**PROMPT**
Go through the data and retrieve each line that includes the string "Sized".

Start of DATA FOR THE TASK

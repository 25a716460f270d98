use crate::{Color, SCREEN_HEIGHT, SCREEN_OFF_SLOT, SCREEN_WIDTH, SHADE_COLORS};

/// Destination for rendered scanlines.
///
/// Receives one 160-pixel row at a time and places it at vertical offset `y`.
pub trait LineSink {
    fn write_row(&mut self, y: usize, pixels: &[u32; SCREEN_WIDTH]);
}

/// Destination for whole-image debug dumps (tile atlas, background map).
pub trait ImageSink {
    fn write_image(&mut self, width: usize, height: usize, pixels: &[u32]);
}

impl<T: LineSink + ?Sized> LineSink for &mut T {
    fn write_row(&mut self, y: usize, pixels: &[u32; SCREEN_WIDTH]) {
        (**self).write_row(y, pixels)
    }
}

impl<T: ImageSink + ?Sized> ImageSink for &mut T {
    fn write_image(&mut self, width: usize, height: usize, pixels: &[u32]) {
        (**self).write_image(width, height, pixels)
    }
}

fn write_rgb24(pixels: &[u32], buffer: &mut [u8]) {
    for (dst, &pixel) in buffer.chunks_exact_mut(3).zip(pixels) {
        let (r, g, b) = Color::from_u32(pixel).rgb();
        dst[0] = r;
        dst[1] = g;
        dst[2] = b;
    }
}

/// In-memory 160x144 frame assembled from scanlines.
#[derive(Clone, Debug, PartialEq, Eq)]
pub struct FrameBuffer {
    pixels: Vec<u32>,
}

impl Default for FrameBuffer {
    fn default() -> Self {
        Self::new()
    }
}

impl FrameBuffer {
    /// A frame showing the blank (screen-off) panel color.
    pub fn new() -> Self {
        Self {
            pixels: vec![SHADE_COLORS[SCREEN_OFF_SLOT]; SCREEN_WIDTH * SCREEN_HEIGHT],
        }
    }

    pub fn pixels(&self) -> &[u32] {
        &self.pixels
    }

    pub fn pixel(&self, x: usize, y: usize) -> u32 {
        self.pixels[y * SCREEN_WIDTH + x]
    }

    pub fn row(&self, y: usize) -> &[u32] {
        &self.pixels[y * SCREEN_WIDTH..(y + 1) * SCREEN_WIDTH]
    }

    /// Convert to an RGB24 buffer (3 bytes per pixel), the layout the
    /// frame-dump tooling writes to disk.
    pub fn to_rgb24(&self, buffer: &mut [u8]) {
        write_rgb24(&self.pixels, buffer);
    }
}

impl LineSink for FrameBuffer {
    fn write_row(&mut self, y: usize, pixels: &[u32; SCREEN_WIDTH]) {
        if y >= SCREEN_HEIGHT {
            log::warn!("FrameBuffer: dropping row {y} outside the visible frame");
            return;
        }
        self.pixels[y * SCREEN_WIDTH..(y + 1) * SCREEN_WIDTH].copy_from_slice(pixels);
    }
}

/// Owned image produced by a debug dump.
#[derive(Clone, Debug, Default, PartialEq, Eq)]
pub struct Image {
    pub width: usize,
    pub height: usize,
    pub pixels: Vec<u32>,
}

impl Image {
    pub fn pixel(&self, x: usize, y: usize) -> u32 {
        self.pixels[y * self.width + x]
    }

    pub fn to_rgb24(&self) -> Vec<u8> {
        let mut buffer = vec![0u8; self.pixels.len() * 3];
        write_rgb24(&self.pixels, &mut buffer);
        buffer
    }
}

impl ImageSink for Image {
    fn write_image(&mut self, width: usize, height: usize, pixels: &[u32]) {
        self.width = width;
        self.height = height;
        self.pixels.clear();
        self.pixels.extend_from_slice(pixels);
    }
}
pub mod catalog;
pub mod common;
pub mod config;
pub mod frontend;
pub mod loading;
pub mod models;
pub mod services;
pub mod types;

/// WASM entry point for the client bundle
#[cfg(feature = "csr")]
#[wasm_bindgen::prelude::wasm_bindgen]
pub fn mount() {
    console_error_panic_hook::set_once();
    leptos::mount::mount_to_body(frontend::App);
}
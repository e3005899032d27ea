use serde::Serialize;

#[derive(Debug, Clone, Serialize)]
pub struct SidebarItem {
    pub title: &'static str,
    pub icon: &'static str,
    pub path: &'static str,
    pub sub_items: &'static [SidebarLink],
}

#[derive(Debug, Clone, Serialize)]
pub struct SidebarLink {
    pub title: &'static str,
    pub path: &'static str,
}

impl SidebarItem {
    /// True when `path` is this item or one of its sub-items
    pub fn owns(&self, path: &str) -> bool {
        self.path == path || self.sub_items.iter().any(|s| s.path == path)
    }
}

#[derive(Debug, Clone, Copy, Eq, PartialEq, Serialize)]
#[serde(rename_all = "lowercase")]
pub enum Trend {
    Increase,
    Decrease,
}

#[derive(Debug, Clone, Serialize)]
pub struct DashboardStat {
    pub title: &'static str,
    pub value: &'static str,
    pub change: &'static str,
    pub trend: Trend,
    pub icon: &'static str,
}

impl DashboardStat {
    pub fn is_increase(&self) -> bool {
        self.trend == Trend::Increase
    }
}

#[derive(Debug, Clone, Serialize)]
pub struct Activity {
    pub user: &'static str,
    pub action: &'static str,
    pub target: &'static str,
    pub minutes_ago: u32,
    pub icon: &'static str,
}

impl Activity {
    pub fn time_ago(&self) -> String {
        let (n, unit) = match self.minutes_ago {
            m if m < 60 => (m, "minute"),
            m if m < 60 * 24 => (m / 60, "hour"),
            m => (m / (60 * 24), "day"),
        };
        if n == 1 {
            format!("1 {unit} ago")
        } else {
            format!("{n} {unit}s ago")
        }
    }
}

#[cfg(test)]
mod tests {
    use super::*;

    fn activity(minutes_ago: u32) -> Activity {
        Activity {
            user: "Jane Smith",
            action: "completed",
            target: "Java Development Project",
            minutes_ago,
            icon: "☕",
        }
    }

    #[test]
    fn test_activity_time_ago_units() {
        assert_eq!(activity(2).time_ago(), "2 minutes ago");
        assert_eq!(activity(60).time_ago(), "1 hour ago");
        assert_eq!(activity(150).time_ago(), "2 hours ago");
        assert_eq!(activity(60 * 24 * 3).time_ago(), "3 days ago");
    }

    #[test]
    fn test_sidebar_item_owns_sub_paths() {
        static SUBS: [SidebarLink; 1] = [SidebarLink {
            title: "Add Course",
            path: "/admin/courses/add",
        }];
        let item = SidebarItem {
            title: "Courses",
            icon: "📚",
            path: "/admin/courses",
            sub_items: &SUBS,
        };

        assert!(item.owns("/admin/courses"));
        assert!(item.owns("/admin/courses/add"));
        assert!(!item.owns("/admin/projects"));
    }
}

End of DATA FOR THE TASK

**YOUR RESPONSE**
impl<T: LineSink + ?Sized> LineSink for &mut T {
impl<T: ImageSink + ?Sized> ImageSink for &mut T {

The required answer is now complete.